Identifying user activity from truncated-URL web traces
10 October 2014
Understanding user behavior is essential to personalize and enrich a user's online experience. While there are significant benefits to be accrued from the pursuit of personalized services based on a fine-grained behavioral analysis, care must be taken to address user privacy concerns. The ideal data set used for such an analysis should not reveal any sensitive user information, while still maintaining necessary information for infering user activities (such as reading, social networking, gaming, searching etc.). In this paper, we consider the use of web traces with truncated URLs -- each URL is trimmed to only contain the web domain -- for this purpose.

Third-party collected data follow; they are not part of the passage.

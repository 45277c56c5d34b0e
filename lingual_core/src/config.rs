use std::collections::HashMap;
use std::path::Path;
use std::path::PathBuf;

use serde::Deserialize;

use crate::DEFAULT_LESSON_EXTENSION;
use crate::LingualError;
use crate::LingualResult;
use crate::Pipeline;
use crate::RouteTable;

/// Supported config file locations in discovery order (highest precedence
/// first).
pub const CONFIG_FILE_CANDIDATES: [&str; 3] =
	["lingual.toml", ".lingual.toml", ".config/lingual.toml"];

/// Namespace used when the config does not name one.
pub const DEFAULT_NAMESPACE: &str = "tutorial";

/// Default cap on the number of questions in an assembled quiz.
pub const DEFAULT_MAX_QUESTIONS: usize = 20;

/// Configuration loaded from a `lingual.toml` file.
///
/// ```toml
/// namespace = "nihongo"
/// data_root = "data/grammar"
/// lesson_extension = "md"
/// extensions = ["furigana"]
///
/// [routes]
/// "nihongo.grammar" = "/nihongo/grammar/{slug}"
/// "nihongo.lessons" = "/nihongo/lessons/{slug}"
///
/// [quiz]
/// max_questions = 20
/// ```
#[derive(Debug, Clone, Deserialize)]
pub struct LingualConfig {
	/// Routing namespace prefixed to cross-reference route names.
	#[serde(default = "default_namespace")]
	pub namespace: String,
	/// Directory holding `lessons/`, `quizzes/` and `map.json`, relative to
	/// the config root.
	#[serde(default = "default_data_root")]
	pub data_root: PathBuf,
	/// File extension of lesson documents.
	#[serde(default = "default_lesson_extension")]
	pub lesson_extension: String,
	/// Extension rule sets appended after the base rules, by name.
	#[serde(default)]
	pub extensions: Vec<String>,
	/// Endpoint name to path template. `{slug}` is replaced by the slug;
	/// templates without it get `?slug=` appended.
	#[serde(default)]
	pub routes: HashMap<String, String>,
	#[serde(default)]
	pub quiz: QuizConfig,
}

/// Quiz assembly defaults.
///
/// ```toml
/// [quiz]
/// max_questions = 10
/// ```
#[derive(Debug, Clone, Deserialize)]
pub struct QuizConfig {
	/// Cap used when the caller does not request a size.
	#[serde(default = "default_max_questions")]
	pub max_questions: usize,
}

impl Default for QuizConfig {
	fn default() -> Self {
		Self {
			max_questions: DEFAULT_MAX_QUESTIONS,
		}
	}
}

impl Default for LingualConfig {
	fn default() -> Self {
		Self {
			namespace: default_namespace(),
			data_root: default_data_root(),
			lesson_extension: default_lesson_extension(),
			extensions: Vec::new(),
			routes: HashMap::new(),
			quiz: QuizConfig::default(),
		}
	}
}

fn default_namespace() -> String {
	DEFAULT_NAMESPACE.to_string()
}

fn default_data_root() -> PathBuf {
	PathBuf::from(".")
}

fn default_lesson_extension() -> String {
	DEFAULT_LESSON_EXTENSION.to_string()
}

fn default_max_questions() -> usize {
	DEFAULT_MAX_QUESTIONS
}

impl LingualConfig {
	/// Resolve the config path from known discovery candidates.
	#[must_use]
	pub fn resolve_path(root: &Path) -> Option<PathBuf> {
		CONFIG_FILE_CANDIDATES
			.iter()
			.map(|candidate| root.join(candidate))
			.find(|path| path.is_file())
	}

	/// Load the config from the first discovered config file at `root`.
	/// Returns `None` if the file does not exist.
	pub fn load(root: &Path) -> LingualResult<Option<LingualConfig>> {
		let Some(config_path) = Self::resolve_path(root) else {
			return Ok(None);
		};

		let content = std::fs::read_to_string(&config_path)?;
		let config: LingualConfig =
			toml::from_str(&content).map_err(|e| LingualError::ConfigParse(e.to_string()))?;

		tracing::debug!(path = %config_path.display(), namespace = %config.namespace, "loaded config");
		Ok(Some(config))
	}

	/// Like [`Self::load`], falling back to defaults when no file exists.
	pub fn load_or_default(root: &Path) -> LingualResult<LingualConfig> {
		Ok(Self::load(root)?.unwrap_or_default())
	}

	/// The data root resolved against the config root.
	pub fn data_root_in(&self, root: &Path) -> PathBuf {
		root.join(&self.data_root)
	}

	pub fn route_table(&self) -> RouteTable {
		self.routes
			.iter()
			.map(|(endpoint, template)| (endpoint.clone(), template.clone()))
			.collect()
	}

	/// Build the transform pipeline this config describes.
	pub fn pipeline(&self) -> LingualResult<Pipeline> {
		Ok(Pipeline::builder(self.namespace.clone())
			.routes(self.route_table())
			.with_extensions(&self.extensions)?
			.build())
	}
}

While such truncation removes the fine-grained sensitive information (e.g., search query, purchased products, location etc.), we show that this data set is still good enough to identify user activities with high accuracy. Specifically, we focus on the problem of finding representative URLs from the truncated-URL web traces, that will characterize and identify user activities. Toward this goal, we propose a statistical methodology that segregates the representative URLs from the remaining traffic with high accuracy. Our methodology is able to achieve this accuracy by leveraging specialized features extracted from a data burst (where a burst is defined as a group of consecutive URLs that represent a micro user action like web click, chat reply, etc.). These bursts, in turn, are detected by a novel algorithm which is based on our observed characteristics of the inter-arrival time of HTTP records.